## What is required
The data are to be restated in full, exactly as presented.

## Excerpted records
============

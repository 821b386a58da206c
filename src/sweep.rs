use std::sync::Arc;

use crate::config::ServerConfig;
use crate::state::AppState;

/// Spawn a background task that periodically removes expired rooms: no live
/// connections and no activity for longer than the configured TTL.
pub fn spawn_room_sweeper(state: Arc<AppState>, config: &ServerConfig) {
    let ttl = config.room_ttl;
    let interval = config.sweep_interval;

    tokio::spawn(async move {
        loop {
            tokio::time::sleep(interval).await;

            let removed = state.sweep_expired(ttl).await;
            if !removed.is_empty() {
                tracing::info!("Expired {} idle room(s): {:?}", removed.len(), removed);
            }
        }
    });
}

============

## Response to this exercise
repository 821b386a58da206c
filename src/sweep.rs
use std::sync::Arc;

use crate::config::ServerConfig;
use crate::state::AppState;

/// Spawn a background task that periodically removes expired rooms: no live
/// connections and no activity for longer than the configured TTL.
pub fn spawn_room_sweeper(state: Arc<AppState>, config: &ServerConfig) {
    let ttl = config.room_ttl;
    let interval = config.sweep_interval;

    tokio::spawn(async move {
        loop {
            tokio::time::sleep(interval).await;

            let removed = state.sweep_expired(ttl).await;
            if !removed.is_empty() {
                tracing::info!("Expired {} idle room(s): {:?}", removed.len(), removed);
            }
        }
    });
}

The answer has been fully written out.